A first type of uneven inclusion is asymmetric: the second-order majority controls the subnational government, but is excluded from the central government; conversely, second-order minorities are excluded from subnational government, yet form part of the central government.

In such asymmetric constellations, second-order minority elites may reasonably expect the central government—which includes their own representatives—to support settlements favorable to them (Elfversson Reference Elfversson2015; Lacina Reference Lacina2017; Wilkinson Reference Wilkinson2004). As a result, they have incentives to make especially far-reaching demands, such as prominent subnational representation or a significant share of economic resources. Moreover, they can also more credibly threaten to escalate their demands, should second-order majority elites remain unwilling to offer concessions. Similar to in-migrants from nationally dominant groups in sons-of-the-soil conflicts (Boone Reference Boone2017; Fearon and Laitin Reference Fearon and Laitin2011), they may expect government intervention on their side, should violence erupt.

In this constellation, efforts to resolve tensions between second-order majorities and minorities face obstacles in the form of information failures and commitment problems. These are similar to those complicating national-level bargaining between the government and ethnic minorities in the shadow of kin-state intervention (Cetinyan Reference Cetinyan2002). First, especially to nationally excluded second-order majority elites, it is unclear at which point the central government, often myopic to subnational struggles (Lacina Reference Lacina2017), will intervene. Hence, risk-averse second-order majority elites may react with concessions to second-order minorities’ far-reaching demands (Lacina Reference Lacina2017). However, they might also speculate that they can repress second-order minorities before violence reaches the threshold that triggers central government intervention. This is particularly likely under high degrees of autonomy, which enable second-order majority elites to coordinate repressive action against second-order minorities and allow them to finance, inculcate, arm, and rally their membership for this purpose (Cunningham and Weidmann Reference Cunningham and Weidmann2010; Hartzell and Hoddie Reference Hartzell and Hoddie2008).

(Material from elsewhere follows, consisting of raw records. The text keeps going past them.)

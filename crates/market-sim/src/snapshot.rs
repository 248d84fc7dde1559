//! Read-only views of committed state.
//!
//! Everything here is an owned copy; later steps never show through.
//! [`TickReport`] holds only what one tick produced and is cheap to build on
//! every step. [`MarketSnapshot`] copies the whole market, including the
//! growing history and completed log, and is taken on demand between steps.

use bazaar_core::{CompletedOrder, Order, Price, PricePoint, Tick, Trade};
use serde::{Deserialize, Serialize};

use crate::news::{NewsBias, NewsTransition};

/// What a single `step` did
#[derive(Debug, Clone, PartialEq)]
pub struct TickReport {
    pub tick: Tick,
    /// Market price after matching
    pub current_price: Price,
    /// Transactions of this tick, in execution order
    pub trades: Vec<Trade>,
    /// Orders filled on this tick
    pub completed: Vec<CompletedOrder>,
    pub orders_generated: usize,
    pub evicted: usize,
    pub news: NewsTransition,
    pub bid_count: usize,
    pub ask_count: usize,
}

#[derive(Debug, Clone, PartialEq, Serialize, Deserialize)]
pub struct MarketSnapshot {
    pub tick: Tick,
    pub current_price: Price,
    /// Bids, best (highest) first
    pub active_bids: Vec<Order>,
    /// Asks, best (lowest) first
    pub active_asks: Vec<Order>,
    pub completed_orders: Vec<CompletedOrder>,
    pub news_bias: Option<NewsBias>,
    /// Mean of the trailing price window (current price before any sample)
    pub running_average: Price,
    pub mean_reversion_bias: f64,
    pub price_history: Vec<PricePoint>,
    /// Transactions of this tick, in execution order
    pub trades: Vec<Trade>,
}

impl MarketSnapshot {
    pub fn best_bid(&self) -> Option<&Order> {
        self.active_bids.first()
    }

    pub fn best_ask(&self) -> Option<&Order> {
        self.active_asks.first()
    }

    /// Best ask minus best bid, when both sides are quoted
    pub fn spread(&self) -> Option<Price> {
        Some(self.best_ask()?.price - self.best_bid()?.price)
    }

    /// Combined number of resting orders
    pub fn book_size(&self) -> usize {
        self.active_bids.len() + self.active_asks.len()
    }
}
//! Command-line parsing for the `bazaar` binary.

use crate::config::{HostConfig, parse_tick_interval};
use crate::error::{HostError, Result};

pub const USAGE: &str = r#"Bazaar - single-instrument double-auction market simulator

USAGE:
    bazaar [OPTIONS]

OPTIONS:
    --config <PATH>     Load configuration from JSON file
    --interval <MS>     Tick interval in milliseconds (minimum 10)
    --seed <N>          Seed for the random generator
    --ticks <N>         Stop after N ticks
    --depth <N>         Book rows shown per side
    --help              Print this help message

ENVIRONMENT VARIABLES:
    RUST_LOG            Log level filter (default: info)

EXAMPLES:
    # Run until Ctrl-C with defaults
    bazaar

    # Reproducible 1000-tick run at 20ms per tick
    bazaar --seed 42 --interval 20 --ticks 1000

    # Config file with a CLI override
    bazaar --config bazaar.json --interval 50
"#;

#[derive(Debug, Clone, PartialEq)]
pub enum Command {
    Run(HostConfig),
    Help,
}

/// Parse arguments (without the program name) into a command.
///
/// `--config` is applied first wherever it appears; the other flags
/// override the loaded values.
pub fn parse_args<I, S>(args: I) -> Result<Command>
where
    I: IntoIterator<Item = S>,
    S: AsRef<str>,
{
    let args: Vec<String> = args.into_iter().map(|a| a.as_ref().to_string()).collect();

    let mut config_path: Option<String> = None;
    let mut interval: Option<u64> = None;
    let mut seed: Option<u64> = None;
    let mut ticks: Option<u64> = None;
    let mut depth: Option<usize> = None;

    let mut i = 0;
    while i < args.len() {
        let flag = args[i].as_str();
        match flag {
            "--help" | "-h" => return Ok(Command::Help),
            "--config" | "-c" => config_path = Some(value(&args, i, flag)?.to_string()),
            "--interval" | "-i" => interval = Some(parse_tick_interval(value(&args, i, flag)?)?),
            "--seed" | "-s" => seed = Some(number(value(&args, i, flag)?, flag)?),
            "--ticks" | "-t" => ticks = Some(number(value(&args, i, flag)?, flag)?),
            "--depth" | "-d" => depth = Some(number(value(&args, i, flag)?, flag)?),
            other => {
                return Err(HostError::InvalidArgument(format!(
                    "unknown argument '{}'",
                    other
                )));
            }
        }
        i += 2;
    }

    let mut config = match config_path {
        Some(path) => HostConfig::from_file(path)?,
        None => HostConfig::default(),
    };
    if let Some(interval) = interval {
        config.tick_interval_ms = interval;
    }
    if seed.is_some() {
        config.seed = seed;
    }
    if ticks.is_some() {
        config.max_ticks = ticks;
    }
    if let Some(depth) = depth {
        config.display_depth = depth;
    }

    Ok(Command::Run(config))
}

fn value<'a>(args: &'a [String], i: usize, flag: &str) -> Result<&'a str> {
    args.get(i + 1)
        .map(String::as_str)
        .ok_or_else(|| HostError::InvalidArgument(format!("{} requires a value", flag)))
}

fn number<T: std::str::FromStr>(input: &str, flag: &str) -> Result<T> {
    input.trim().parse().map_err(|_| {
        HostError::InvalidArgument(format!("{} expects a non-negative integer, got '{}'", flag, input))
    })
}
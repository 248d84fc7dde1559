use serde::{Deserialize, Serialize};

use crate::values::{OrderId, Price, Quantity, Tick};

/// Trade resulting from crossing a bid with an ask
#[derive(Debug, Clone, PartialEq, Eq, Serialize, Deserialize)]
pub struct Trade {
    pub buy_order_id: OrderId,
    pub sell_order_id: OrderId,
    pub price: Price,
    pub quantity: Quantity,
    /// Tick on which the transaction happened
    pub tick: Tick,
}

impl Trade {
    pub fn new(
        buy_order_id: OrderId,
        sell_order_id: OrderId,
        price: Price,
        quantity: Quantity,
        tick: Tick,
    ) -> Self {
        Self {
            buy_order_id,
            sell_order_id,
            price,
            quantity,
            tick,
        }
    }
}
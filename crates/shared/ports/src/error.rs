use bazaar_core::OrderId;
use thiserror::Error;

/// Domain-level errors for matching operations
#[derive(Error, Debug, Clone, PartialEq, Eq)]
pub enum MatchingError {
    #[error("Orders cannot match: bid {bid} vs ask {ask}")]
    CannotMatch { bid: OrderId, ask: OrderId },

    #[error("No quantity to match")]
    NoQuantity,

    #[error("Wrong side: order {0} is on the wrong side of the book")]
    WrongSide(OrderId),
}

pub type MatchingResult<T> = std::result::Result<T, MatchingError>;
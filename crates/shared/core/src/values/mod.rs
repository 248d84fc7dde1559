use rust_decimal::Decimal;
use serde::{Deserialize, Serialize};

/// Price value - uses Decimal for precision
/// Generated order prices carry two decimal places; trade prices may carry
/// more when a midpoint is taken.
pub type Price = Decimal;

/// Quantity value - whole units, never negative
pub type Quantity = u32;

/// Discrete simulation step
pub type Tick = u64;

/// Monotonic order identifier, never reused within a run
pub type OrderId = u64;

/// One point of the price series
#[derive(Debug, Clone, Copy, PartialEq, Eq, Serialize, Deserialize)]
pub struct PricePoint {
    pub tick: Tick,
    pub price: Price,
}

impl PricePoint {
    pub fn new(tick: Tick, price: Price) -> Self {
        Self { tick, price }
    }
}
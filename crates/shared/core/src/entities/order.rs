use serde::{Deserialize, Serialize};
use std::fmt;

use super::Side;
use crate::values::{OrderId, Price, Quantity, Tick};

/// Resting limit order
#[derive(Debug, Clone, PartialEq, Eq, Serialize, Deserialize)]
pub struct Order {
    pub id: OrderId,
    pub side: Side,
    pub price: Price,
    /// Remaining quantity, decremented by fills
    pub quantity: Quantity,
    pub tick_placed: Tick,
    /// Set exactly once, when quantity reaches zero
    pub tick_taken: Option<Tick>,
}

impl Order {
    pub fn new(id: OrderId, side: Side, price: Price, quantity: Quantity, tick_placed: Tick) -> Self {
        Self {
            id,
            side,
            price,
            quantity,
            tick_placed,
            tick_taken: None,
        }
    }

    /// An order is active while it is unfilled and has not been taken
    pub fn is_active(&self) -> bool {
        self.tick_taken.is_none() && self.quantity > 0
    }

    /// Returns true if the order has no remaining quantity
    pub fn is_filled(&self) -> bool {
        self.quantity == 0
    }

    /// Reduce the remaining quantity by a fill.
    ///
    /// Overfilling or filling a taken order is a book corruption and panics.
    pub fn fill(&mut self, quantity: Quantity) {
        assert!(
            self.tick_taken.is_none(),
            "order {} filled after being taken",
            self.id
        );
        assert!(
            quantity <= self.quantity,
            "order {} overfilled: {} > {}",
            self.id,
            quantity,
            self.quantity
        );
        self.quantity -= quantity;
    }

    /// Stamp the order as taken and move it into its completed form
    pub fn complete(self, tick_taken: Tick) -> CompletedOrder {
        assert!(
            self.is_filled(),
            "order {} completed with {} remaining",
            self.id,
            self.quantity
        );
        assert!(
            tick_taken >= self.tick_placed,
            "order {} taken at {} before being placed at {}",
            self.id,
            tick_taken,
            self.tick_placed
        );

        CompletedOrder {
            id: self.id,
            side: self.side,
            price: self.price,
            quantity: self.quantity,
            tick_placed: self.tick_placed,
            tick_taken,
        }
    }
}

impl fmt::Display for Order {
    fn fmt(&self, f: &mut fmt::Formatter<'_>) -> fmt::Result {
        write!(f, "Price: {:.2} - Qty: {}", self.price, self.quantity)
    }
}

/// Fully filled order, as recorded in the completed log
#[derive(Debug, Clone, PartialEq, Eq, Serialize, Deserialize)]
pub struct CompletedOrder {
    pub id: OrderId,
    pub side: Side,
    pub price: Price,
    pub quantity: Quantity,
    pub tick_placed: Tick,
    pub tick_taken: Tick,
}

impl fmt::Display for CompletedOrder {
    fn fmt(&self, f: &mut fmt::Formatter<'_>) -> fmt::Result {
        write!(
            f,
            "Price: {:.2} - Placed: {} - Taken: {}",
            self.price, self.tick_placed, self.tick_taken
        )
    }
}
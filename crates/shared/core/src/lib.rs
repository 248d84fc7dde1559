//! Bazaar Core Domain
//!
//! Pure domain types for the Bazaar market simulator.
//! This crate contains no async, no I/O, and is 100% unit testable.

pub mod entities;
pub mod values;

// Re-export commonly used types at crate root
pub use entities::{CompletedOrder, Order, Side, Trade};
pub use values::{OrderId, Price, PricePoint, Quantity, Tick};
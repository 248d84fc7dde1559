//! Bazaar Runner - console host for the market simulation
//!
//! Wraps the synchronous `bazaar-sim` core in an async driver:
//!
//! - **Config**: JSON file plus command-line overrides
//! - **Host**: interval timer, single engine lock, throttled snapshot feed
//! - **Render**: text view of the book for the terminal
//!
//! ## Architecture
//!
//! ```text
//!   ┌──────────────┐  tick   ┌───────────────────────────┐
//!   │ tokio        │───────► │ Mutex<MarketSimulation>   │
//!   │ interval     │         │   step() -> snapshot      │
//!   └──────────────┘         └─────────────┬─────────────┘
//!          ▲                               │ throttled
//!          │ stop                          ▼
//!   ┌──────┴───────┐         ┌───────────────────────────┐
//!   │ StopHandle   │         │ broadcast<MarketSnapshot> │
//!   │ (Ctrl-C)     │         │   -> console renderer     │
//!   └──────────────┘         └───────────────────────────┘
//! ```

pub mod cli;
pub mod config;
pub mod error;
pub mod host;
pub mod render;

// Re-export main types
pub use cli::{Command, parse_args};
pub use config::{HostConfig, MIN_TICK_INTERVAL_MS, parse_tick_interval};
pub use error::{HostError, Result};
pub use host::{HostReport, SimulationHost, StopHandle, StopReason};
pub use render::render_snapshot;
//! P1 smart meter gateway
//!
//! Reads DSMR telegrams from the meter's P1 port, decodes them into a
//! reading snapshot and fans the result out to the configured sinks
//! (MQTT, Domoticz, the telnet console and a rolling 24 hour log).

pub mod config;
pub mod domoticz;
pub mod history;
pub mod hub;
pub mod mqtt;
pub mod reader;
pub mod telnet;

// Re-export common types for easier access
pub use config::CONFIG;
pub use domoticz::DomoticzPusher;
pub use history::RollingLog;
pub use hub::{last_event, DistributionHub, TelegramEvent};
pub use mqtt::MqttReporter;
pub use reader::snapshot::MeterReading;
pub use reader::{P1Port, P1Reader};
pub use telnet::SessionConsole;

Second, nationally excluded second-order majority elites may be unwilling to offer substantial concessions, even if they assess the risks of violent escalation and central government intervention as high. Owing to their exclusion at the national level, territorial autonomy constitutes a particularly valuable protection of their group’s future political and economic status—and, by extension, of their own political influence (Cederman et al. Reference Cederman, Hug, Schädel and Wucherpfennig2015; Cunningham and Weidmann Reference Cunningham and Weidmann2010; Hartzell and Hoddie Reference Hartzell and Hoddie2008). Concessions that reduce their control over subnational government—and empower rival groups associated with the center—weaken their strength to resist potential future encroachments on their attained autonomy. For instance, sharing control over the subnational executive makes it harder for them to coordinate and fend off attempts at re-centralization in the future. Hence, even in the face of likely intervention, they may, at least initially, be reluctant to offer concessions. Instead, they might try to proactively create facts on the ground, for example, by using subnational coercive organs, such as regional militias or police forces, to displace second-order minorities (cf. Bhattacharyya, Suan Hausing, and Mukherjee Reference Bhattacharyya, Hausing and Mukherjee2017).

The potential of this asymmetric constellation to attract central government intervention in favor of second-order minorities—and generate incentives for far-ranging demands that are prone to escalation—can be illustrated with the example of Ethiopia’s Benishangul-Gumuz region. In the early 1990s, the Gumuz controlled Benishangul-Gumuz region, but were excluded from the central government (cf. Vogt et al. Reference Vogt, Bormann, Rüegger, Cederman, Hunziker and Girardin2015). Conversely, Amhara were marginalized within Benishangul-Gumuz, yet held prominent posts in Ethiopia’s central government. Tensions escalated into communal violence in 1992 and 1993, following Amhara agitation for far-ranging political rights within the region. Owing to unwillingness by Gumuz leaders to accommodate these demands, the central government intervened, sanctioned the creation of a special autonomous area for the Amhara in Pawe, and unilaterally decreed Amhara representation in Benishangul-Gumuz’ government (Juon and Rohrbach Reference Juon and Rohrbach2023; Kefale Reference Kefale2013).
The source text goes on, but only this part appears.